THE DATA:
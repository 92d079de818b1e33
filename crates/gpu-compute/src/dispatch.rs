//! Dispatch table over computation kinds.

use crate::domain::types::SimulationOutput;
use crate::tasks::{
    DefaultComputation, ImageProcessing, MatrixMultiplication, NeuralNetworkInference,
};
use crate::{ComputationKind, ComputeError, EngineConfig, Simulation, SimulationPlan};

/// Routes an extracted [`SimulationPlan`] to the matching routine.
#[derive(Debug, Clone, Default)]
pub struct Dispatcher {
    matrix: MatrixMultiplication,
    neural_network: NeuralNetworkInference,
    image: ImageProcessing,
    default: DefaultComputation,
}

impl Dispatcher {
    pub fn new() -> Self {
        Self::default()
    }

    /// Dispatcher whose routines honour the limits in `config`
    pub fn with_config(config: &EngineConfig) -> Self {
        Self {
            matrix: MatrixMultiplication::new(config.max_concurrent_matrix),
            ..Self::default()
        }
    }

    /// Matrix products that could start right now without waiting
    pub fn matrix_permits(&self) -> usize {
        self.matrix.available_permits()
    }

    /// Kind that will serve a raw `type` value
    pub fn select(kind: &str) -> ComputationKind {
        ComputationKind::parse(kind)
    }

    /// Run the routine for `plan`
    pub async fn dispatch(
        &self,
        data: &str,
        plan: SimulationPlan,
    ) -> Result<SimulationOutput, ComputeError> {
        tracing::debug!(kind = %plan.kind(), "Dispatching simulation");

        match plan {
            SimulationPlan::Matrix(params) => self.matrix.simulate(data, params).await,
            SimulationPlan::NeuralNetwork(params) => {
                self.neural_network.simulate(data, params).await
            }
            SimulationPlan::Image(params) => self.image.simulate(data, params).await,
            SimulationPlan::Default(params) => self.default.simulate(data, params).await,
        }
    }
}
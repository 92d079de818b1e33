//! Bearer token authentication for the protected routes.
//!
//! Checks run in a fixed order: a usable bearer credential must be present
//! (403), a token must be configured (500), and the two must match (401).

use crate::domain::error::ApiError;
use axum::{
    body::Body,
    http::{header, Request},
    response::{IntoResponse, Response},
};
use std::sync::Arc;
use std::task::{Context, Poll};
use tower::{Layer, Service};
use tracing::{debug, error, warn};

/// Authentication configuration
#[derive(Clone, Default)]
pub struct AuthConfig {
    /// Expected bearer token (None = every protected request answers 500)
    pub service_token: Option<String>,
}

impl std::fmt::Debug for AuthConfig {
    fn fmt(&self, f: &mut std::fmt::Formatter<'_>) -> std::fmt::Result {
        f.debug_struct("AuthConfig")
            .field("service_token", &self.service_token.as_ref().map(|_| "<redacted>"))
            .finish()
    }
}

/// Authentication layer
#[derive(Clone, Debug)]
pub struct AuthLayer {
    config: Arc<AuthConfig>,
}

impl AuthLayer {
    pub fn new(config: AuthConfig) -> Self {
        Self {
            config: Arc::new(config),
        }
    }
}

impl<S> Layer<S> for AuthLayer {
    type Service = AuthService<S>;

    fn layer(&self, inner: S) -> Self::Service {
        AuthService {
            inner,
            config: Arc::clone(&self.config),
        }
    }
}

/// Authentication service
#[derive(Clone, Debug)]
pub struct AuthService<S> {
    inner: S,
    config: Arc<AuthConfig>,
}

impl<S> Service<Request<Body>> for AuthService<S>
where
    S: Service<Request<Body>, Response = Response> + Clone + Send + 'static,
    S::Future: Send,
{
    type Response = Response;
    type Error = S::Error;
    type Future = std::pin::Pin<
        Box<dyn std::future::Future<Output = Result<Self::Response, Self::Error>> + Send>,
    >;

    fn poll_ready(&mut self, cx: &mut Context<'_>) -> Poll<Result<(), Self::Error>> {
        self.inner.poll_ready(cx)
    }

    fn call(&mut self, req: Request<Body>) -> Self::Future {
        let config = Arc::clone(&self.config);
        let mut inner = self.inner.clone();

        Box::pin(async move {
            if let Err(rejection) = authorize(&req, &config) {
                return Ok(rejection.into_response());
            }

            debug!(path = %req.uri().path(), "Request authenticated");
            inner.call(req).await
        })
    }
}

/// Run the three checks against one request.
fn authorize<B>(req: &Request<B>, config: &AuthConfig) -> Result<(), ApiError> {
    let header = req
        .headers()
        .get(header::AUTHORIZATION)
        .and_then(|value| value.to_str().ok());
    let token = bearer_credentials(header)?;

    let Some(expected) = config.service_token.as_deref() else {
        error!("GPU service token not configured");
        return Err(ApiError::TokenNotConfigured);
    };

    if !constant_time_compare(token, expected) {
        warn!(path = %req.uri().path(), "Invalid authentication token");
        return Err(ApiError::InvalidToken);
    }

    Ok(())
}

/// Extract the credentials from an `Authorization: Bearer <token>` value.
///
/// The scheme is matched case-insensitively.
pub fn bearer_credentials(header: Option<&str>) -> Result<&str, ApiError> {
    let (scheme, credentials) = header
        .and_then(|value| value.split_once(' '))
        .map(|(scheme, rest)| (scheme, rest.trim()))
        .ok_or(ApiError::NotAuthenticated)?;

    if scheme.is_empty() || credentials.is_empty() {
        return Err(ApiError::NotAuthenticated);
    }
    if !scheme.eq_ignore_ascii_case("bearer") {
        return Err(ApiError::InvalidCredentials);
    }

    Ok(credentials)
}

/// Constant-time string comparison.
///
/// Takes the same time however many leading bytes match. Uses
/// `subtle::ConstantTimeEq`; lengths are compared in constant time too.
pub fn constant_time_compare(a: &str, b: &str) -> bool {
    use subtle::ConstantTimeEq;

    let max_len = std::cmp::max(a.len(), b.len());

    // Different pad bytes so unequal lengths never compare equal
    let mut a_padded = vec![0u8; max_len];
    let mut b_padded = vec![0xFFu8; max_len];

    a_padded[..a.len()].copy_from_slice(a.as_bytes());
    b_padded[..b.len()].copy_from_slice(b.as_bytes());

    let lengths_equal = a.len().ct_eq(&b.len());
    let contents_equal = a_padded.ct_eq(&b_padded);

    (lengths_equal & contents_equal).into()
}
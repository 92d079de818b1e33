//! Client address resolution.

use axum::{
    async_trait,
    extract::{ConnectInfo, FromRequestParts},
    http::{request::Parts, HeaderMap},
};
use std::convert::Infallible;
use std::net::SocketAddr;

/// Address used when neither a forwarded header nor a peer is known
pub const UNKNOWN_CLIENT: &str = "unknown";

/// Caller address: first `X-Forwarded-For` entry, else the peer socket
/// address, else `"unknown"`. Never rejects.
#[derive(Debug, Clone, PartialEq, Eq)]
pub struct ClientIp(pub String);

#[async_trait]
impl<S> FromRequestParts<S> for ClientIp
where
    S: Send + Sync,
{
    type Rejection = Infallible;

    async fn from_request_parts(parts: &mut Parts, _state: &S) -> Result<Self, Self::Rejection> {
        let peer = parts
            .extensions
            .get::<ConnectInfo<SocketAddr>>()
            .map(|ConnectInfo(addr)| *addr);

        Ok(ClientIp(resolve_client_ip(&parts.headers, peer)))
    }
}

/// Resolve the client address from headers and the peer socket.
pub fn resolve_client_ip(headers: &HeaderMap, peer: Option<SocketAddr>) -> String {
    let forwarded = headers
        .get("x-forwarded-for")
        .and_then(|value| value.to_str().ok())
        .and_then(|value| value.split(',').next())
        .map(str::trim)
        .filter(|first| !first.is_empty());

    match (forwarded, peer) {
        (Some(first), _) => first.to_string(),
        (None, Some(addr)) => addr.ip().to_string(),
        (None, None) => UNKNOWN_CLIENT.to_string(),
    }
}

---

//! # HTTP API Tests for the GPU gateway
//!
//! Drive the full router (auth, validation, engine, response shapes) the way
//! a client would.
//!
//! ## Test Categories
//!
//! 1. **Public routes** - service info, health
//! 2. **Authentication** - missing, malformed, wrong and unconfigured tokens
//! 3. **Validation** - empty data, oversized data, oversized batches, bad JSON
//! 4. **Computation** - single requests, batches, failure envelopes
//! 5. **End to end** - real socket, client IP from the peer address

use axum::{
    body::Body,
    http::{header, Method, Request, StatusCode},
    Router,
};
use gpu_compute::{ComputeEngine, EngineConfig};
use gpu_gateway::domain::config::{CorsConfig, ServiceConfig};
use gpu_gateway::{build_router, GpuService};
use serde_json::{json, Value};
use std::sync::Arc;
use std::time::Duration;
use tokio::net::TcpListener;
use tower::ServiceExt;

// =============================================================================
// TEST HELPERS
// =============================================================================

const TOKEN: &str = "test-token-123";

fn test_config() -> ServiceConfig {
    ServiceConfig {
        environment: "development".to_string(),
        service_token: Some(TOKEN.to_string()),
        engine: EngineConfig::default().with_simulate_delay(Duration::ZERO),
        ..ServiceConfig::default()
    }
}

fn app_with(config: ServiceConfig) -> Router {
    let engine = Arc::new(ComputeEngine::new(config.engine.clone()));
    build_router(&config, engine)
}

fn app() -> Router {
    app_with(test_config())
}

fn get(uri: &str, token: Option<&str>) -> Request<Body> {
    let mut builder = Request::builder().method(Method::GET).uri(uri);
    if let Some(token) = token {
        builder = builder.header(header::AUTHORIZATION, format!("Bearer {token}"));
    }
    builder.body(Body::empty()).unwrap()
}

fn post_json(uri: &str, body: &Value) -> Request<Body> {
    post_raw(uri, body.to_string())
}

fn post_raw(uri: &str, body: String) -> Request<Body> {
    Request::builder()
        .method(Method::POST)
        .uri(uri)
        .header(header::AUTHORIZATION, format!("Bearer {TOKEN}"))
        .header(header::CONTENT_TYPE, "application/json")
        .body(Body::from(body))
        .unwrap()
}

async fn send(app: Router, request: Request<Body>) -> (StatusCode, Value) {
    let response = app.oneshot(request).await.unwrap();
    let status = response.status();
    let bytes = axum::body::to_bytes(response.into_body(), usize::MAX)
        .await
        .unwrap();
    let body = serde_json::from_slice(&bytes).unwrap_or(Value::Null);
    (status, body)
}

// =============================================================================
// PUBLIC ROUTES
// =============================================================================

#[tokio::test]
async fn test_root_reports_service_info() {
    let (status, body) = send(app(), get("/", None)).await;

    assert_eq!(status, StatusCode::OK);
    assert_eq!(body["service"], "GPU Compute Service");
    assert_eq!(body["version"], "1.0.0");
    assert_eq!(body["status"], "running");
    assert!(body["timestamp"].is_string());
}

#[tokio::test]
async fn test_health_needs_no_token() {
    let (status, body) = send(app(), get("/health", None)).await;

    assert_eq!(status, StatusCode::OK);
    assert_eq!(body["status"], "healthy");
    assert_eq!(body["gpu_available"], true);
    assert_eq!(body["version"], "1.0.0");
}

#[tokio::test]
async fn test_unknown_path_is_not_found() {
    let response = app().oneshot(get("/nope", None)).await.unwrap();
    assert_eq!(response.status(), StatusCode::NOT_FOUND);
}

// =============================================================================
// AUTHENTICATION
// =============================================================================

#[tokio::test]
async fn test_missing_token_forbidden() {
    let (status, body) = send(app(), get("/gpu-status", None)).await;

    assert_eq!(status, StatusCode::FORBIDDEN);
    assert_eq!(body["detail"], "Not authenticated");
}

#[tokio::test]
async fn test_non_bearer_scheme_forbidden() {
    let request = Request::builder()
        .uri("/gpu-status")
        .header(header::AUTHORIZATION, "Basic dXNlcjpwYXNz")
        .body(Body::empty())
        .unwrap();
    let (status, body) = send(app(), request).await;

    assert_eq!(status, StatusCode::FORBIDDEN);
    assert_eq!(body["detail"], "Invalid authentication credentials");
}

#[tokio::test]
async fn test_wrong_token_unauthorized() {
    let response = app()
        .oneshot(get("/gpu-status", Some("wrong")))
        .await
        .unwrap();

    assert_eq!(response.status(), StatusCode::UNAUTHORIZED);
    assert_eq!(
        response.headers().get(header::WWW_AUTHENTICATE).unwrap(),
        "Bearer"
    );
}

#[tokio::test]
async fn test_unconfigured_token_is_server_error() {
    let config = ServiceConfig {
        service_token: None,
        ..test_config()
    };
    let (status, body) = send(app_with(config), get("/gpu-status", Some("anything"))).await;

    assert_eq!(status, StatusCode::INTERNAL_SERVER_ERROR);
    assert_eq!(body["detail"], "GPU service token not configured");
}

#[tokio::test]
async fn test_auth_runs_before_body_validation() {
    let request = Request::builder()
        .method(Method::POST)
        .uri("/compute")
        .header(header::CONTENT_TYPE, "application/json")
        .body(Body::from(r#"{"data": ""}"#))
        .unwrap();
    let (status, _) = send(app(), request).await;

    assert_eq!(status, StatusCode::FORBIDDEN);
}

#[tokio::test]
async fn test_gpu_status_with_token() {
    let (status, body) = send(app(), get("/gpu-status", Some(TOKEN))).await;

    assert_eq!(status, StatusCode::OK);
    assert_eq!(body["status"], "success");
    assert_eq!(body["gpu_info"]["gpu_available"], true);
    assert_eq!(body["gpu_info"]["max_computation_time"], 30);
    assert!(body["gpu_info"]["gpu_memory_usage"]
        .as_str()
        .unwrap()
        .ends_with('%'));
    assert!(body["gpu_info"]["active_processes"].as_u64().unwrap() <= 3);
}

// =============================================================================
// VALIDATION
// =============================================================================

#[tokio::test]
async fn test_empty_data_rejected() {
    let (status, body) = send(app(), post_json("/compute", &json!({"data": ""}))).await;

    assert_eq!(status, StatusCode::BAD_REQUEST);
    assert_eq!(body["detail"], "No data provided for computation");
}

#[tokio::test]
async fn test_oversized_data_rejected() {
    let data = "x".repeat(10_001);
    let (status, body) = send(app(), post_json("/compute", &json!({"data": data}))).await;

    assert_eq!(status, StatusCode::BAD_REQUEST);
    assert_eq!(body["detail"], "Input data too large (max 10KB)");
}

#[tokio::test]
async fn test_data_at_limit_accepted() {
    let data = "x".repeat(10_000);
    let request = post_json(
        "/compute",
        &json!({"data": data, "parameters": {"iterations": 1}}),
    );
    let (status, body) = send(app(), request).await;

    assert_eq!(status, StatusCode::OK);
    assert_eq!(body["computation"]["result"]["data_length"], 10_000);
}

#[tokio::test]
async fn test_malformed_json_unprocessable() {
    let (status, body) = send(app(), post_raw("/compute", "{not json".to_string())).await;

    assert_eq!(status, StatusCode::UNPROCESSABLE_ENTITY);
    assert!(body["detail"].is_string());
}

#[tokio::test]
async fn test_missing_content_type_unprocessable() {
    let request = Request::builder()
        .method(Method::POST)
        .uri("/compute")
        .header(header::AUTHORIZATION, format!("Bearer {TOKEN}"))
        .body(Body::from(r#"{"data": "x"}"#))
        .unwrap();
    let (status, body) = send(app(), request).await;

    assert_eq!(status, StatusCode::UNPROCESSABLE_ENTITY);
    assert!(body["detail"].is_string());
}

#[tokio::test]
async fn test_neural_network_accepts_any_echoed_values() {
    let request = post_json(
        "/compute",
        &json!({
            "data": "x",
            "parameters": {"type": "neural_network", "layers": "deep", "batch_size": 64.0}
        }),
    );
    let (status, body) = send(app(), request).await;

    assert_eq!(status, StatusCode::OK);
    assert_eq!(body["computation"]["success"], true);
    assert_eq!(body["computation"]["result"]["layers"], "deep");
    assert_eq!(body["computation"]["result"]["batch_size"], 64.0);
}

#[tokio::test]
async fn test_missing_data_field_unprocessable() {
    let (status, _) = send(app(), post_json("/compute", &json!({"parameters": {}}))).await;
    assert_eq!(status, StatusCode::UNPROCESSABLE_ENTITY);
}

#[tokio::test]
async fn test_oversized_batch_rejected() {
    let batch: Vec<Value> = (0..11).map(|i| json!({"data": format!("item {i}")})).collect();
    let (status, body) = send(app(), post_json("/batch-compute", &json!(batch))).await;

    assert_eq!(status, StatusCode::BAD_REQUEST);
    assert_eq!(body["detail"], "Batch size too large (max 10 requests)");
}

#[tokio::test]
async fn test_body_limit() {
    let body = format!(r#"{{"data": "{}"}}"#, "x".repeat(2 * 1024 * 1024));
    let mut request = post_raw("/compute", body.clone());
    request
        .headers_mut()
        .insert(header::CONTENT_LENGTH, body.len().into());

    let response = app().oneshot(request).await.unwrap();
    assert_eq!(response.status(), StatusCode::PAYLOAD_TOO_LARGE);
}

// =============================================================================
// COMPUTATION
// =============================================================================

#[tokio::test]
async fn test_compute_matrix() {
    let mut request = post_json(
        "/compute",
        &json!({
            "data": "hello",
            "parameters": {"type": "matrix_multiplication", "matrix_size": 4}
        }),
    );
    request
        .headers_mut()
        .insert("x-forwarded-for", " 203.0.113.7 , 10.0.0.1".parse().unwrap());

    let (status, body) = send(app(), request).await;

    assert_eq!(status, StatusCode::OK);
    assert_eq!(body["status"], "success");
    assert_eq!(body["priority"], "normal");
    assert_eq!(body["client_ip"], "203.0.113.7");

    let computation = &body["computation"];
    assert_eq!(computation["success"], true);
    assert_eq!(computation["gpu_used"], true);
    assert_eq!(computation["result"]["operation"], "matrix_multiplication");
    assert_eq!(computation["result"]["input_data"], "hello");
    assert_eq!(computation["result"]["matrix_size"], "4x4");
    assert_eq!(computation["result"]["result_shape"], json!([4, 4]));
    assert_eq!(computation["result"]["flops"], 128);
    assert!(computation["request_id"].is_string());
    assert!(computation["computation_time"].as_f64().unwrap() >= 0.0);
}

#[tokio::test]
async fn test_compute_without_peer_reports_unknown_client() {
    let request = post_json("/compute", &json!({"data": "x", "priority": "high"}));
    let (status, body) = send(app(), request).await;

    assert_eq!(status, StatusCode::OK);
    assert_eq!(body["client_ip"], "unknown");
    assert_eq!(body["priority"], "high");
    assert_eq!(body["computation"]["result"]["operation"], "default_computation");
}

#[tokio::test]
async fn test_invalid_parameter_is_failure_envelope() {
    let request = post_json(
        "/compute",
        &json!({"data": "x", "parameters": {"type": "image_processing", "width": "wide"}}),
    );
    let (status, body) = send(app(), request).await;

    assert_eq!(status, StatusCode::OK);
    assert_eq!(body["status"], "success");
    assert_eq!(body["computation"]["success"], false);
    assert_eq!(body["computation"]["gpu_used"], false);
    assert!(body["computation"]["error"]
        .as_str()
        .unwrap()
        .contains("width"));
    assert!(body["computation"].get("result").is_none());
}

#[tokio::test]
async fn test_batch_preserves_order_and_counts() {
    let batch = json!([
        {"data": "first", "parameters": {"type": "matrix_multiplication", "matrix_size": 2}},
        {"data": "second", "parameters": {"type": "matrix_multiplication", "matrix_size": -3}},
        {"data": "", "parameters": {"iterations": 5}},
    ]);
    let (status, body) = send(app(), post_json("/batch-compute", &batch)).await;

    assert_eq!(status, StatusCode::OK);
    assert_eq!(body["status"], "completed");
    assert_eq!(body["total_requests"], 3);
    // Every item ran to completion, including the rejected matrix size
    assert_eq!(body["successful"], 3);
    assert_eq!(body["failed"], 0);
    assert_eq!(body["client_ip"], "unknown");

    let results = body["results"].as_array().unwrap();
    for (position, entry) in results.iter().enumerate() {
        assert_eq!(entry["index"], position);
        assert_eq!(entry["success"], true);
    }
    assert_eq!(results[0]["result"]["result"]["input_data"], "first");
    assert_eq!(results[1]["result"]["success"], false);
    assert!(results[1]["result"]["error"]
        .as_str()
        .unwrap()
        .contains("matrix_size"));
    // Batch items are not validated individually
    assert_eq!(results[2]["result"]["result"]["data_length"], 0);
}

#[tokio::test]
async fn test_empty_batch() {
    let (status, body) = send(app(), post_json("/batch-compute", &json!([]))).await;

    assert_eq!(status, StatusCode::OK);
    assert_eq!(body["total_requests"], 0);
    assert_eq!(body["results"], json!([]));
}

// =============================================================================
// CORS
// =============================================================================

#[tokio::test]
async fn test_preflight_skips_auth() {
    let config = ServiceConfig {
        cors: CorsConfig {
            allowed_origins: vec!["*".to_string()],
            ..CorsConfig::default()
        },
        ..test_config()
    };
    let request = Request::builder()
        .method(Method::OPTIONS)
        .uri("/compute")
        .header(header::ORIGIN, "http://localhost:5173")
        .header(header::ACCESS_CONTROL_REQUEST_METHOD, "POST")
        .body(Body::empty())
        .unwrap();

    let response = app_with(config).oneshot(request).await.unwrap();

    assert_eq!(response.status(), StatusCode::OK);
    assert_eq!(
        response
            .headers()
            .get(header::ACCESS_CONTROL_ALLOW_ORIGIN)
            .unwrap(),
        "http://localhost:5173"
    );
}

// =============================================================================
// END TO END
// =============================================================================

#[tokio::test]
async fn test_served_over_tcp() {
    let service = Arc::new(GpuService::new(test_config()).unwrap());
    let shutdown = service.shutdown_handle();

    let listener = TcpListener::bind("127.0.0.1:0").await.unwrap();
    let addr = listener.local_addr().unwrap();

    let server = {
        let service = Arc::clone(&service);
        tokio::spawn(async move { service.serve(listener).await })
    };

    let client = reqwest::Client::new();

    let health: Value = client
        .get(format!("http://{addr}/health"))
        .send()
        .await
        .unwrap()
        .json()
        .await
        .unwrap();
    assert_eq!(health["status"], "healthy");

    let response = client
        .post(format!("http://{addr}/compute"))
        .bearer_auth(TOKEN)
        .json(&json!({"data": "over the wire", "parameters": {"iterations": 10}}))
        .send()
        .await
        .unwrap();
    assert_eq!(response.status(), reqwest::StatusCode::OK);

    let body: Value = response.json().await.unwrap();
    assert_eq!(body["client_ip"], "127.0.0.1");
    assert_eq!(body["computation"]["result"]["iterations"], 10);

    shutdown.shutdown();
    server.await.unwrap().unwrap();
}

REQUIRED ACTION:
Set down again, word for word, the stretch of records from the line with "Extract the credentials" to the line with "if scheme.is_empty() ||", both of those lines included.

RESPONSE BOX:
/// Extract the credentials from an `Authorization: Bearer <token>` value.
///
/// The scheme is matched case-insensitively.
pub fn bearer_credentials(header: Option<&str>) -> Result<&str, ApiError> {
    let (scheme, credentials) = header
        .and_then(|value| value.split_once(' '))
        .map(|(scheme, rest)| (scheme, rest.trim()))
        .ok_or(ApiError::NotAuthenticated)?;

    if scheme.is_empty() || credentials.is_empty() {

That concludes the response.